▼

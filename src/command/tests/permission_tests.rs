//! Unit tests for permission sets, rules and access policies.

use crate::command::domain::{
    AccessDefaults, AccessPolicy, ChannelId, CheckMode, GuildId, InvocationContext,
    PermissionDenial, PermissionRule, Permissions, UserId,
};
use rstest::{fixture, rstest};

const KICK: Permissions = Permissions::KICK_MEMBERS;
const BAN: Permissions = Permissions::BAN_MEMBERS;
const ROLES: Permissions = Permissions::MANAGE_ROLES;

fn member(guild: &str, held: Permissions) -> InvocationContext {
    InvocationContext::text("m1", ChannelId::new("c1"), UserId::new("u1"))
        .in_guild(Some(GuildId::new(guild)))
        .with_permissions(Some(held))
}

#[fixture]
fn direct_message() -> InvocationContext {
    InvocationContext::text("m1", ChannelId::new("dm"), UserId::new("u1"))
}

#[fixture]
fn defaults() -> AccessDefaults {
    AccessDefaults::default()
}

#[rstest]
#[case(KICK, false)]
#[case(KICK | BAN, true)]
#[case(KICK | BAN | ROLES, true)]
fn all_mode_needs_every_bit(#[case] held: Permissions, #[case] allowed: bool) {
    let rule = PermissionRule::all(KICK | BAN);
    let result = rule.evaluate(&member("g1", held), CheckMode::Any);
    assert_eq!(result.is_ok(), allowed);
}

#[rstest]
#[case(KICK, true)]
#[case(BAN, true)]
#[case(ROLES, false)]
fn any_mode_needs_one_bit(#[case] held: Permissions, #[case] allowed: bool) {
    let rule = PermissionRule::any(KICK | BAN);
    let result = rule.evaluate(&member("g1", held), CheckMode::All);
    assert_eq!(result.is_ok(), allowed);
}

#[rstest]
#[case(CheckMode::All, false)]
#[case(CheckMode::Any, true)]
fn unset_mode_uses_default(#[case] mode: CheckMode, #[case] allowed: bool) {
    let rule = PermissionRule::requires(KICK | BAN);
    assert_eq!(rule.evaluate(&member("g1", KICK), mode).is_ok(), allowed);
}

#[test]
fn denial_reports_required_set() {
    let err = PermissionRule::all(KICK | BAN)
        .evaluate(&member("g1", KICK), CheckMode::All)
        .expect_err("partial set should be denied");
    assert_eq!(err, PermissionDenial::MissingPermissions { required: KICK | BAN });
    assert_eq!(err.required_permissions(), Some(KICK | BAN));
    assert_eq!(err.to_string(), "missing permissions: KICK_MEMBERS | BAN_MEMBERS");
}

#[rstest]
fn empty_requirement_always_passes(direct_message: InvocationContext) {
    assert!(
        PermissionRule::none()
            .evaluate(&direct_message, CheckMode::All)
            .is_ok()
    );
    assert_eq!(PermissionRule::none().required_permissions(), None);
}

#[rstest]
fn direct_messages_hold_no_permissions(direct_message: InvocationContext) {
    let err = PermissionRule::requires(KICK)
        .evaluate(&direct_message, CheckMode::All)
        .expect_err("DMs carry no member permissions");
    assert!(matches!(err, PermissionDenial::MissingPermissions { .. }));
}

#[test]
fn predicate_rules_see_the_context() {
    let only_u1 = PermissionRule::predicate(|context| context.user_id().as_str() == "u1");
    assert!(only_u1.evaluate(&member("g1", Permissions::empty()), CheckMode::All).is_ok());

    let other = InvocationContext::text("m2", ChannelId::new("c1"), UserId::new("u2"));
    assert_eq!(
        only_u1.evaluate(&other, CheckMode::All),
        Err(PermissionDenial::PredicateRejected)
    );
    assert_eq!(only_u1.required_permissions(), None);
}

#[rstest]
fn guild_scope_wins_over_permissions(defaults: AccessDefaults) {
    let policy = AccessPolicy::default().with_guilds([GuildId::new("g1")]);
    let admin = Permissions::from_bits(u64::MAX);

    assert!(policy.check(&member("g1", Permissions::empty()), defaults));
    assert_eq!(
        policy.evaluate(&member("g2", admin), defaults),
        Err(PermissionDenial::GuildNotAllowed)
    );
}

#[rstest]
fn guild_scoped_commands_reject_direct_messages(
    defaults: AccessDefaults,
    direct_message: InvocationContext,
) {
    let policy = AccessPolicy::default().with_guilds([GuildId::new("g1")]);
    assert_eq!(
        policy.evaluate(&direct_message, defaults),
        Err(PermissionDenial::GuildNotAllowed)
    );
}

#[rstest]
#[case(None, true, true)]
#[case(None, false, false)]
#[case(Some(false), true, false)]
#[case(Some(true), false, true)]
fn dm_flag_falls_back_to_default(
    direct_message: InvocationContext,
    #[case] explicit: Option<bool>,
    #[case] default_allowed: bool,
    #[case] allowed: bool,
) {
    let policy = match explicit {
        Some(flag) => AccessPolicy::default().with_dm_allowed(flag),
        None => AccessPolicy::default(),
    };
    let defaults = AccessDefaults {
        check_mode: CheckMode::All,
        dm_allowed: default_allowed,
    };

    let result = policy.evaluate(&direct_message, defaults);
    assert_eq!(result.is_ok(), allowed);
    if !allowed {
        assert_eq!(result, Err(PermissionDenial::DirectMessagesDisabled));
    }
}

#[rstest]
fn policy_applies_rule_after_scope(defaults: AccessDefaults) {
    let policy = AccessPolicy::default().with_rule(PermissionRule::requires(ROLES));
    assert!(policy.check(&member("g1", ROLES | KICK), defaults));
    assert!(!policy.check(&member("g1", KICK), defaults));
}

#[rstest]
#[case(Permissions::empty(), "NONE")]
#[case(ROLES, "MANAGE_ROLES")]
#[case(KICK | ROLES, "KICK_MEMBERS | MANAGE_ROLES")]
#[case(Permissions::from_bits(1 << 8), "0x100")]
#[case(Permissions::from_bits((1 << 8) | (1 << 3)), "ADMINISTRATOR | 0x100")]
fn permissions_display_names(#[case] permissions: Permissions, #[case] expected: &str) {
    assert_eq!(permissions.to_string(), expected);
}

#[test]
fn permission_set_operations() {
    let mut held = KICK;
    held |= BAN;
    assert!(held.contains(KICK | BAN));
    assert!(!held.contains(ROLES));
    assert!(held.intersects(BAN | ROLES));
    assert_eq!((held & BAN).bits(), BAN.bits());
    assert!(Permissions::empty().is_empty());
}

▲

Activity: The lines to return are those in the entries above that hold "Some".

Result:
        .in_guild(Some(GuildId::new(guild)))
        .with_permissions(Some(held))
    assert_eq!(err.required_permissions(), Some(KICK | BAN));
#[case(Some(false), true, false)]
#[case(Some(true), false, true)]
        Some(flag) => AccessPolicy::default().with_dm_allowed(flag),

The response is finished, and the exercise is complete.